昔のことをよく覚えている(ような気になっている)というのは、何度もそれらの出来事を振り返って復習しているからだろうが、亡くなったM先生の言ったあれやこれやが突然頭にバンッと浮かんできて困っている。別に困らなくてもいいのだが、哀しいし。
特別なセリフでもなく、生徒の誰かが彼に何かをしていいかと許可を求め、彼が"I don't see why not."と微笑みながら言ったとか、日々の何でもないシーンが思い浮かぶのである。あのとき私は別の先生の教室のドア近くに立っていて、先生は廊下を歩いていて教室の前を通り過ぎようとしたところをその生徒に話しかけられて立ち止まったのだった。白いシャツを着ていた。
3年のときの3学期は、私は彼の教室で彼と二人でランチを食べていた。一度、私のクラスのミーティングがランチタイムにあったので、今日は一緒に食べられないからね、と言いに行ったら、"Thanks a lot."と腹を立てたふりをして笑ったとか。

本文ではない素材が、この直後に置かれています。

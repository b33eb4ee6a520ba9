//! Data models for loophost.
//!
//! - [`HostConfig`]: host, singleton, run-loop and retry settings loaded from `loophost.yaml`
//!
//! All config structs derive `Serialize`/`Deserialize` for YAML persistence and
//! default every missing field.

pub mod config;

pub use config::{HostConfig, HostSettings, RetrySettings, RunLoopSettings, SingletonSettings};
#[cfg(test)]
mod tests {
    use super::*;
    use crate::host::LifecyclePhase;
    use std::sync::atomic::AtomicU32;

    struct FailingUntil {
        succeed_on: u32,
        calls: AtomicU32,
    }

    #[async_trait]
    impl LifecycleHooks for FailingUntil {
        async fn on_started(&self, scope: &StartScope) -> anyhow::Result<()> {
            self.calls.fetch_add(1, Ordering::SeqCst);
            if scope.attempt() < self.succeed_on {
                anyhow::bail!("attempt {} failed", scope.attempt());
            }
            Ok(())
        }
    }

    async fn wait_until(condition: impl Fn() -> bool) {
        tokio::time::timeout(Duration::from_secs(2), async {
            while !condition() {
                tokio::time::sleep(Duration::from_millis(5)).await;
            }
        })
        .await
        .expect("condition not reached");
    }

    #[test]
    fn test_policy_from_settings() {
        let policy = RetryPolicy::from(&RetrySettings {
            max_attempts: Some(3),
            backoff_ms: 250,
        });
        assert_eq!(policy, RetryPolicy::limited(3, Duration::from_millis(250)));
        assert!(policy.exhausted(3));
        assert!(!RetryPolicy::unbounded().exhausted(u32::MAX));
    }

    #[tokio::test]
    async fn test_start_returns_before_routine_runs() {
        let lifetime = Arc::new(HostLifetime::new("Test"));
        let component = RetryingLifecycleComponent::new(
            "late",
            FailingUntil {
                succeed_on: 1,
                calls: AtomicU32::new(0),
            },
            lifetime.clone(),
        );

        component.start(CancellationToken::new()).await.unwrap();
        assert!(component.resources().is_none());
        assert_eq!(component.hooks().calls.load(Ordering::SeqCst), 0);

        lifetime.notify(LifecyclePhase::Started);
        wait_until(|| component.has_started()).await;
        assert_eq!(component.hooks().calls.load(Ordering::SeqCst), 1);
    }

    #[tokio::test]
    async fn test_retries_until_success() {
        let lifetime = Arc::new(HostLifetime::new("Test"));
        let metrics = Arc::new(LifecycleMetrics::new());
        let component = RetryingLifecycleComponent::with_options(
            "flaky",
            FailingUntil {
                succeed_on: 5,
                calls: AtomicU32::new(0),
            },
            lifetime.clone(),
            RetryOptions {
                policy: RetryPolicy::unbounded(),
                metrics: metrics.clone(),
            },
        );

        component.start(CancellationToken::new()).await.unwrap();
        lifetime.notify(LifecyclePhase::Started);
        wait_until(|| component.has_started()).await;

        assert_eq!(component.hooks().calls.load(Ordering::SeqCst), 5);
        assert_eq!(metrics.start_attempts.load(Ordering::Relaxed), 5);
        assert_eq!(metrics.start_failures.load(Ordering::Relaxed), 4);
    }

    #[tokio::test]
    async fn test_gives_up_after_max_attempts() {
        let lifetime = Arc::new(HostLifetime::new("Test"));
        let component = RetryingLifecycleComponent::with_options(
            "hopeless",
            FailingUntil {
                succeed_on: u32::MAX,
                calls: AtomicU32::new(0),
            },
            lifetime.clone(),
            RetryOptions {
                policy: RetryPolicy::limited(3, Duration::from_millis(1)),
                ..Default::default()
            },
        );

        component.start(CancellationToken::new()).await.unwrap();
        lifetime.notify(LifecyclePhase::Started);
        wait_until(|| component.hooks().calls.load(Ordering::SeqCst) == 3).await;
        tokio::time::sleep(Duration::from_millis(30)).await;

        assert_eq!(component.hooks().calls.load(Ordering::SeqCst), 3);
        assert!(!component.has_started());
    }

    #[derive(Default)]
    struct CountsDispose {
        disposed: Arc<AtomicU32>,
    }

    impl LifecycleHooks for CountsDispose {
        fn on_disposed(&self) {
            self.disposed.fetch_add(1, Ordering::SeqCst);
        }
    }

    #[tokio::test]
    async fn test_dispose_hook_runs_once() {
        let disposed = Arc::new(AtomicU32::new(0));
        let component = RetryingLifecycleComponent::new(
            "counted",
            CountsDispose {
                disposed: disposed.clone(),
            },
            Arc::new(HostLifetime::new("Test")),
        );

        component.dispose();
        component.dispose();
        assert_eq!(disposed.load(Ordering::SeqCst), 1);

        drop(component);
        assert_eq!(disposed.load(Ordering::SeqCst), 1);

        let dropped = RetryingLifecycleComponent::new(
            "dropped",
            CountsDispose::default(),
            Arc::new(HostLifetime::new("Test")),
        );
        let counter = dropped.hooks().disposed.clone();
        drop(dropped);
        assert_eq!(counter.load(Ordering::SeqCst), 1);
    }

    #[tokio::test]
    async fn test_dispose_before_started_skips_routine() {
        let lifetime = Arc::new(HostLifetime::new("Test"));
        let component = RetryingLifecycleComponent::new(
            "gone",
            FailingUntil {
                succeed_on: 1,
                calls: AtomicU32::new(0),
            },
            lifetime.clone(),
        );

        component.start(CancellationToken::new()).await.unwrap();
        component.dispose();
        lifetime.notify(LifecyclePhase::Started);
        tokio::time::sleep(Duration::from_millis(20)).await;

        assert!(component.is_disposed());
        assert!(component.resources().is_none());
        assert_eq!(component.hooks().calls.load(Ordering::SeqCst), 0);
    }
}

で、まあ、何が悲しいって、大学時代に彼と連絡を取らなくなってから、彼がどういう生活を送っていたか全然知らなかったわけで、メモリアルサイトを見ても、「I don't know this person.」という気持ちになってしまうわけである。彼の晩年を知っていた人たちがうらやましいのである。友達や同僚がアップロードした楽しげなパーティーの写真や、ドラムを叩いている彼の写真を見て、「むかーしむかし、彼は私のことを気にかけてくれる友達だったが、この写真に写っている人は、私のことなど忘れてしまっている」と思って寂しいのである。勝手なんだけどさ。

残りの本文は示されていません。